Iraqi police and army units prepared to launch a massive crackdown Sunday in Baghdad they have codenamed "Operation Lightning," according to defense and security officials.
"The Defense Ministry's mission for Operation Lightning will begin," Col. Hussam Mansour of the defense ministry said.
He said it includes helping cordon off the city and erecting hundreds of checkpoints in and around the capital. The operation was expected to intensify during the week.
In other developments:
Lightning, which was announced last Thursday, will see more than 40,000 Iraqi soldiers and policemen, supported by U.S. troops, deploying to man the new checkpoints and later begin street-to-street sweeps.
They hope to catch or flush out the insurgents responsible for a wave of violence that has left more than 690 people dead since the country's new Shiite-led government was announced April 28, according to an Associated Press count.
In an effort to mitigate escalating sectarian tensions, officials from the Sunni Association of Muslim Scholars, considered close to some insurgent groups, met with representatives from the Badr Brigades — the military wing of Iraq's largest Shiite party, the Supreme Council of the Islamic Revolution in Iraq.
Organized by virulently anti-American Shiite cleric Muqtada al-Sadr, a Shiite, the gathering aimed to smother heated accusations that began earlier this month when the association's leader, Harith al-Dhari, accused the Badr Brigades of killing Sunnis and executing their clerics. A number of Shiite clerics were also killed.
The brigades not only denied the charges, they accused the Sunni association of failing to condemn the insurgency and of trying to "push Iraq into a sectarian conflict."
"We are all Muslims, and usually problems happen between one family. We want to solve them on the basis of Islamic brotherhood," association official Isam Al Rawi said. "There are still some differences that are not settled yet ... there are still some differences in points of view."

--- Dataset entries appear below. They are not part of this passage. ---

#[tokio::test]
async fn concurrent_last_fragments() {
    let mut builder = builder("ipn:1.1", "ipn:3.1", BundleFlags::default());
    builder.payload((0..18u8).collect::<Vec<_>>());
    let original = builder.build(CreationTimestamp::new(Some(DtnTime::now()), 1));
    let mut fragments = bpv7::fragment::fragment(&original, 10).unwrap();
    assert_eq!(fragments.len(), 2);
    let second = fragments.pop().unwrap();
    let first = fragments.pop().unwrap();

    let h = Harness::yielding(3);
    let (a, b) = tokio::join!(h.agent.receive(first), h.agent.receive(second));
    a.unwrap();
    b.unwrap();

    let delivered = h.delivered();
    assert_eq!(delivered.len(), 1);
    assert_eq!(delivered[0].payload(), original.payload());
    assert_eq!(h.completed_with(Tag::Delivered), 1);
    assert!(h.store.is_empty());
}

#[tokio::test]
async fn do_not_fragment() {
    let h = Harness::new(1, Some(4));
    let flags = BundleFlags {
        do_not_fragment: true,
        ..Default::default()
    };
    let bundle = bundle("ipn:1.1", "ipn:3.1", flags, 1);

    h.agent.transmit(bundle.clone()).await.unwrap();

    assert!(h.sent().is_empty());
    assert_eq!(*h.router.failures.lock().unwrap(), [SendStatus::Rejected]);
    let stored = h.store.get(&bundle.id()).await.unwrap().unwrap();
    assert!(stored.has_constraint(Constraint::Contraindicated));
}

#[tokio::test]
async fn no_route_then_resume() {
    let h = Harness::new(1, None);
    *h.router.cla.lock().unwrap() = None;
    let bundle = bundle("ipn:2.1", "ipn:3.1", BundleFlags::default(), 1);
    let id = bundle.id();

    h.agent.receive(bundle).await.unwrap();
    let stored = h.store.get(&id).await.unwrap().unwrap();
    assert!(stored.has_constraint(Constraint::Contraindicated));
    assert!(h.completed.lock().unwrap().is_empty());

    *h.router.cla.lock().unwrap() = Some(h.cla.clone());
    h.agent.resume(&id).await.unwrap();

    assert_eq!(h.sent().len(), 1);
    // The stored bundle is left untouched by forwarding
    assert!(h.sent()[0].previous_node().is_some());
    assert!(stored.bundle.previous_node().is_none());
    assert!(h.store.is_empty());
    assert_eq!(h.completed_with(Tag::Forwarded), 1);
    assert_eq!(h.completed_with(Tag::OriginStorage), 1);

    assert!(matches!(
        h.agent.resume(&id).await,
        Err(Error::BundleNotFound(_))
    ));
}

#[tokio::test]
async fn resume_for_peer() {
    let h = Harness::new(1, None);
    *h.cla.status.lock().unwrap() = SendStatus::Unavailable;
    let to_3 = bundle("ipn:2.1", "ipn:3.1", BundleFlags::default(), 1);
    let to_4 = bundle("ipn:2.1", "ipn:4.1", BundleFlags::default(), 2);
    let ids = [to_3.id(), to_4.id()];

    h.agent.receive(to_3).await.unwrap();
    h.agent.receive(to_4).await.unwrap();
    assert_eq!(
        *h.router.failures.lock().unwrap(),
        [SendStatus::Unavailable, SendStatus::Unavailable]
    );
    assert_eq!(h.store.len(), 2);

    *h.cla.status.lock().unwrap() = SendStatus::Sent;
    let peer: Eid = "ipn:3.0".parse().unwrap();
    assert_eq!(h.agent.resume_for_peer(&peer, &ids).await.unwrap(), 1);

    let sent = h.sent();
    assert_eq!(sent.len(), 1);
    assert_eq!(sent[0].id(), ids[0]);
    assert_eq!(h.store.len(), 1);
    assert!(h.store.exists(&ids[1]).await.unwrap());

    // Already resumed
    assert_eq!(h.agent.resume_for_peer(&peer, &ids).await.unwrap(), 0);
}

Large portraits of the burly, black-bearded cleric al-Sadr adorned the walls inside the building, located in a narrow back alley in northern Baghdad's suburb of Kazimiyah, a Shiite stronghold.
"We overcame many obstacles. The two parties agreed to serving Iraq and to preserve its unity," al-Sadr official Abdul Hadi Al Daraji said. "The brothers from the Sunni scholars received proposals from the Badr Brigades and the Badr Brigades also received proposals from the Sunni scholars."

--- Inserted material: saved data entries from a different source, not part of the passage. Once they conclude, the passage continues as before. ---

pub fn try_parse_value<'a, T, F, E>(data: &'a [u8], f: F) -> Result<Option<(T, usize)>, E>
where
    F: FnOnce(Value<'a, '_>, &[u64]) -> Result<T, E>,
    E: From<Error>,
{
    let (tags, mut offset) = parse_tags(data)?;
    let Some(initial) = data.get(offset) else {
        if !tags.is_empty() {
            return Err(Error::JustTags.into());
        } else {
            return Ok(None);
        }
    };
    offset += 1;

    let r = match (initial >> 5, initial & 0x1F) {
        (0, minor) => {
            let (v, len) = parse_uint_minor(minor, &data[offset..])?;
            offset += len;
            f(Value::UnsignedInteger(v), &tags)?
        }
        (1, minor) => {
            let (v, len) = parse_uint_minor(minor, &data[offset..])?;
            offset += len;
            f(Value::NegativeInteger(v), &tags)?
        }
        (2, 31) => {
            let (chunks, len) = parse_data_chunked(2, &data[offset..])?;
            offset += len;
            f(Value::ByteStream(chunks), &tags)?
        }
        (2, minor) => {
            let (v, len) = parse_data_minor(minor, &data[offset..])?;
            offset += len;
            f(Value::Bytes(v), &tags)?
        }
        (3, 31) => {
            let (chunks, len) = parse_data_chunked(3, &data[offset..])?;
            offset += len;
            let chunks = chunks
                .into_iter()
                .map(core::str::from_utf8)
                .collect::<Result<Vec<_>, _>>()
                .map_err(Error::from)?;
            f(Value::TextStream(chunks), &tags)?
        }
        (3, minor) => {
            let (v, len) = parse_data_minor(minor, &data[offset..])?;
            offset += len;
            f(
                Value::Text(core::str::from_utf8(v).map_err(Error::from)?),
                &tags,
            )?
        }
        (4, minor) => {
            let count = parse_count(minor, data, &mut offset)?;
            let mut a = Array::new(data, count, offset);
            let r = f(Value::Array(&mut a), &tags)?;
            offset = a.complete()?;
            r
        }
        (5, minor) => {
            let count = parse_count(minor, data, &mut offset)?;
            let mut m = Map::new(data, count, offset);
            let r = f(Value::Map(&mut m), &tags)?;
            offset = m.complete()?;
            r
        }
        (7, 20) => f(Value::False, &tags)?,
        (7, 21) => f(Value::True, &tags)?,
        (7, 22) => f(Value::Null, &tags)?,
        (7, 23) => f(Value::Undefined, &tags)?,
        (7, minor @ 0..=19) => f(Value::Simple(minor), &tags)?,
        (7, 24) => {
            let v = read_be::<1>(&data[offset..])?[0];
            if v < 32 {
                return Err(Error::InvalidSimpleType(v).into());
            }
            offset += 1;
            f(Value::Simple(v), &tags)?
        }
        (7, 25) => {
            let v = half::f16::from_be_bytes(read_be(&data[offset..])?);
            offset += 2;
            f(Value::Float(v.into()), &tags)?
        }
        (7, 26) => {
            let v = f32::from_be_bytes(read_be(&data[offset..])?);
            offset += 4;
            f(Value::Float(v.into()), &tags)?
        }
        (7, 27) => {
            let v = f64::from_be_bytes(read_be(&data[offset..])?);
            offset += 8;
            f(Value::Float(v), &tags)?
        }
        (7, minor) => return Err(Error::InvalidMinorValue(minor).into()),
        // Major type 6 is always consumed by parse_tags
        _ => unreachable!(),
    };
    Ok(Some((r, offset)))
}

He said another meeting would be held during the week and a large national gathering would be called once the crisis between the two organizations was resolved.

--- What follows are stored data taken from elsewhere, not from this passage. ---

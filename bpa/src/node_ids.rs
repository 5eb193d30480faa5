use super::*;
use bpv7::eid::Eid;
use rand::Rng;
use thiserror::Error;

#[derive(Error, Debug)]
pub enum Error {
    #[error("Node Ids must not be the Null Endpoint")]
    NullEndpoint,

    #[error("Administrative endpoints must not have a dtn demux part")]
    DtnWithDemux,

    #[error("ipn Node Ids must have service number 0, not {0}")]
    IpnServiceNumber(u64),

    #[error("Multiple ipn scheme Node Ids")]
    MultipleIpnNodeIds,

    #[error("Multiple dtn scheme Node Ids")]
    MultipleDtnNodeIds,

    #[error("At least one Node Id is required")]
    NoNodeIds,

    #[error(transparent)]
    InvalidEid(#[from] bpv7::eid::Error),
}

/// The administrative endpoints of this node, at most one per scheme.
#[derive(Debug, Clone, PartialEq, Eq)]
pub struct NodeIds {
    pub(crate) ipn: Option<u64>,
    pub(crate) dtn: Option<Box<str>>,
}

impl NodeIds {
    /// The administrative endpoint to use as the source of bundles sent to
    /// `destination`, preferring the destination's own scheme.
    pub fn admin_endpoint(&self, destination: &Eid) -> Eid {
        match (destination, &self.ipn, &self.dtn) {
            (Eid::Dtn { .. }, _, Some(node_name)) | (_, None, Some(node_name)) => Eid::Dtn {
                node_name: node_name.clone(),
                demux: "".into(),
            },
            (_, Some(node_number), _) => Eid::Ipn {
                node_number: *node_number,
                service_number: 0,
            },
            // Construction guarantees at least one scheme
            (_, None, None) => Eid::Null,
        }
    }

    /// Returns `true` if `eid` is one of this node's administrative endpoints.
    pub fn contains(&self, eid: &Eid) -> bool {
        eid.is_admin_endpoint() && self.is_local(eid)
    }

    /// Returns `true` if `eid` is any endpoint hosted on this node.
    pub fn is_local(&self, eid: &Eid) -> bool {
        match (eid, &self.ipn, &self.dtn) {
            (Eid::Ipn { node_number, .. }, Some(n), _) => node_number == n,
            (Eid::Dtn { node_name, .. }, _, Some(n)) => node_name == n,
            _ => false,
        }
    }
}

impl Default for NodeIds {
    fn default() -> Self {
        Self {
            ipn: Some(rand::thread_rng().gen_range(0x4000_0000..0x8000_0000)),
            dtn: None,
        }
    }
}

impl From<&NodeIds> for Vec<Eid> {
    fn from(value: &NodeIds) -> Self {
        let mut v = Vec::new();
        if let Some(node_number) = value.ipn {
            v.push(Eid::Ipn {
                node_number,
                service_number: 0,
            });
        }
        if let Some(node_name) = &value.dtn {
            v.push(Eid::Dtn {
                node_name: node_name.clone(),
                demux: "".into(),
            });
        }
        v
    }
}

impl TryFrom<&[Eid]> for NodeIds {
    type Error = Error;

    fn try_from(eids: &[Eid]) -> Result<Self, Self::Error> {
        let mut ipn = None;
        let mut dtn = None;
        for eid in eids {
            match eid {
                Eid::Ipn {
                    node_number,
                    service_number: 0,
                } if *node_number != 0 => {
                    if ipn.is_some_and(|n| n != *node_number) {
                        return Err(Error::MultipleIpnNodeIds);
                    }
                    ipn = Some(*node_number);
                }
                Eid::Dtn { node_name, demux } if demux.is_empty() => {
                    if dtn.as_ref().is_some_and(|n| n != node_name) {
                        return Err(Error::MultipleDtnNodeIds);
                    }
                    dtn = Some(node_name.clone());
                }
                Eid::Ipn {
                    node_number: 0,
                    service_number: 0,
                } => return Err(Error::NullEndpoint),
                Eid::Ipn { service_number, .. } => {
                    return Err(Error::IpnServiceNumber(*service_number));
                }
                Eid::Dtn { .. } => return Err(Error::DtnWithDemux),
                Eid::Null => return Err(Error::NullEndpoint),
            }
        }
        if ipn.is_none() && dtn.is_none() {
            return Err(Error::NoNodeIds);
        }
        Ok(Self { ipn, dtn })
    }
}

impl TryFrom<Eid> for NodeIds {
    type Error = Error;

    fn try_from(eid: Eid) -> Result<Self, Self::Error> {
        core::slice::from_ref(&eid).try_into()
    }
}

#[cfg(feature = "serde")]
mod serde_impl {
    use super::*;
    use serde::de::{self, Visitor};
    use serde::{Deserialize, Deserializer, Serialize, Serializer};

    impl Serialize for NodeIds {
        fn serialize<S>(&self, serializer: S) -> Result<S::Ok, S::Error>
        where
            S: Serializer,
        {
            let eids = Vec::<Eid>::from(self);
            match eids.as_slice() {
                [eid] => serializer.serialize_str(&eid.to_string()),
                eids => serializer.collect_seq(eids.iter().map(|e| e.to_string())),
            }
        }
    }

    impl<'de> Deserialize<'de> for NodeIds {
        fn deserialize<D>(deserializer: D) -> Result<Self, D::Error>
        where
            D: Deserializer<'de>,
        {
            struct NodeIdsVisitor;

            impl<'de> Visitor<'de> for NodeIdsVisitor {
                type Value = NodeIds;

                fn expecting(&self, formatter: &mut std::fmt::Formatter) -> std::fmt::Result {
                    formatter.write_str("a single EID or a sequence of EIDs")
                }

                fn visit_str<E>(self, value: &str) -> Result<Self::Value, E>
                where
                    E: de::Error,
                {
                    value
                        .parse::<Eid>()
                        .map_err(E::custom)?
                        .try_into()
                        .map_err(E::custom)
                }

                fn visit_seq<A>(self, mut seq: A) -> Result<Self::Value, A::Error>
                where
                    A: de::SeqAccess<'de>,
                {
                    let mut endpoints = Vec::new();
                    while let Some(eid) = seq.next_element::<String>()? {
                        endpoints.push(eid.parse::<Eid>().map_err(de::Error::custom)?);
                    }
                    endpoints.as_slice().try_into().map_err(de::Error::custom)
                }

                fn visit_none<E>(self) -> Result<Self::Value, E>
                where
                    E: de::Error,
                {
                    Ok(NodeIds::default())
                }

                fn visit_unit<E>(self) -> Result<Self::Value, E>
                where
                    E: de::Error,
                {
                    Ok(NodeIds::default())
                }
            }

            deserializer.deserialize_any(NodeIdsVisitor)
        }
    }
}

Japanese contractor Akihiko Saito, 44, was among a group of five foreign workers — four of them earlier confirmed dead — who were ambushed in the vast Anbar province west of Baghdad.
More than 200 foreigners have been abducted, and at least 30 killed, in Iraq during the raging two-year insurgency, which U.S.-led forces and the new Shiite-led government have struggled to eradicate.
Iraqi confirmation of Saito's death followed Friday's Internet release of a video showing the bloodied body of an Asian man, apparently Saito, lying on his back. An Ansar statement said he died after being wounded during clashes after the ambush.